Description
The papers of entomologist Cornelius Becker Philip, Research Associate and Fellow of the California Academy of Sciences, expert
in disease bearing insects. Includes correspondence, personal items, negatives, photographs, and drawings.
Background
Cornelius Becker Philip was born in Fort Lupton, Colorado, on 12 June 1900. He graduated from the University of Nebraska
(1923), and obtained a Ph.D. in Entomology from the University of Minnesota (1932). Philip participated in the Rockefeller
Foundation (1928-1929) in the study and control of yellow fever in West Africa. Later employed at the Rocky Mountain Laboratory,
U.S. Public Health Service, Hamilton, Montana (Associate to Principal Medical Entomologist 1930-1970, Assistant Director 1950-1962,
Director 1962-1964) he became recognized as a world expert in ticks, biting flies, and the diseases they transmit. During
World War II he served as a member of the U.S. Typhus Commission developing protective measures against scrub typhus, a mite-borne
disease of the Armed Forces in the Pacific. Upon his retirement from government service at the age of 70, he continued his
scientific career as a Research Associate of the California Academy of Sciences (1970-1987, Fellow, 1972).

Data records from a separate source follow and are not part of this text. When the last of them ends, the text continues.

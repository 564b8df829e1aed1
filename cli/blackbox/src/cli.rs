//! Command line interface.

use std::path::PathBuf;

use anyhow::Result;
use clap::{Parser, Subcommand};
use tracing::info;

use crate::config::TestEnv;
use crate::context::TestContext;
use crate::scenarios;

/// Black-box scenarios against a PCC server.
#[derive(Debug, Parser)]
#[command(name = "pcc-blackbox")]
#[command(author, version, about, long_about = None)]
pub struct Cli {
    /// Test environment file (JSON).
    #[arg(long, global = true, env = "PCC_BLACKBOX_CONFIG")]
    config: Option<PathBuf>,

    /// Log what would run without touching the server or BMCs.
    #[arg(long, global = true, env = "PCC_BLACKBOX_DRY_RUN")]
    dry_run: bool,

    /// Emit logs as JSON.
    #[arg(long, global = true)]
    log_json: bool,

    #[command(subcommand)]
    command: Commands,
}

#[derive(Debug, Clone, Copy, Subcommand)]
enum Commands {
    /// PXE boot the first server and wait for it to be added.
    NodeAdd,

    /// Check hardware and storage inventory of the enrolled server.
    HwInventory,

    /// Upload registry key material, install Portus and wait for the
    /// installation to complete.
    Portus,

    /// Delete every Portus deployment.
    PortusDelete,

    /// Power cycle the first server.
    PowerCycle,

    /// Node add, inventory and Portus in sequence.
    All,
}

impl Cli {
    pub fn log_json(&self) -> bool {
        self.log_json
    }

    /// Run the selected scenarios.
    pub async fn run(self) -> Result<()> {
        let env = TestEnv::load(self.config.as_deref())?;

        if self.dry_run {
            info!(command = ?self.command, pcc_url = %env.pcc_url, "Dry run, skipping");
            return Ok(());
        }

        let ctx = TestContext::new(env)?;
        match self.command {
            Commands::NodeAdd => node_add(&ctx).await,
            Commands::HwInventory => hw_inventory(&ctx).await.map(|_| ()),
            Commands::Portus => portus(&ctx).await,
            Commands::PortusDelete => {
                let deleted = scenarios::delete_all_portus(&ctx).await?;
                info!(deleted, "Portus deployments deleted");
                Ok(())
            }
            Commands::PowerCycle => scenarios::power_cycle_node(&ctx).await,
            Commands::All => {
                node_add(&ctx).await?;
                hw_inventory(&ctx).await?;
                portus(&ctx).await
            }
        }
    }
}

async fn node_add(ctx: &TestContext) -> Result<()> {
    let since = ctx.verifier.now();
    scenarios::pxeboot_node(ctx).await?;
    scenarios::verify_add_node(ctx, since).await.map(|_| ())
}

async fn hw_inventory(ctx: &TestContext) -> Result<u64> {
    let node_id = scenarios::check_hardware_inventory(ctx).await?;
    scenarios::check_storage(ctx, node_id).await?;
    Ok(node_id)
}

async fn portus(ctx: &TestContext) -> Result<()> {
    scenarios::upload_registry_tls(ctx).await?;
    let since = ctx.verifier.now();
    let node_id = scenarios::install_portus(ctx).await?;
    scenarios::check_portus(ctx, node_id, since).await
}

Philip was acknowledged as a Mayo Foundation and Theobald Smith lecturer (1940, 1948), Guggenheim Memorial Foundation Fellow
(1941-1942), Outstanding Achievement Alumnus award University of Minnesota (1960), and Consultant, Pan American Health Organization
(1962-1970). Organizational memberships included the American Association for the Advancement of Science, American Society
of Parasitology (Vice-President 1948, President 1953), Entomological Society of America (Board of Governors 1959-1962), American
Society of Tropical Medicine and Hygiene (Council 1960), and Pacific Coast Entomological Society (President 1974).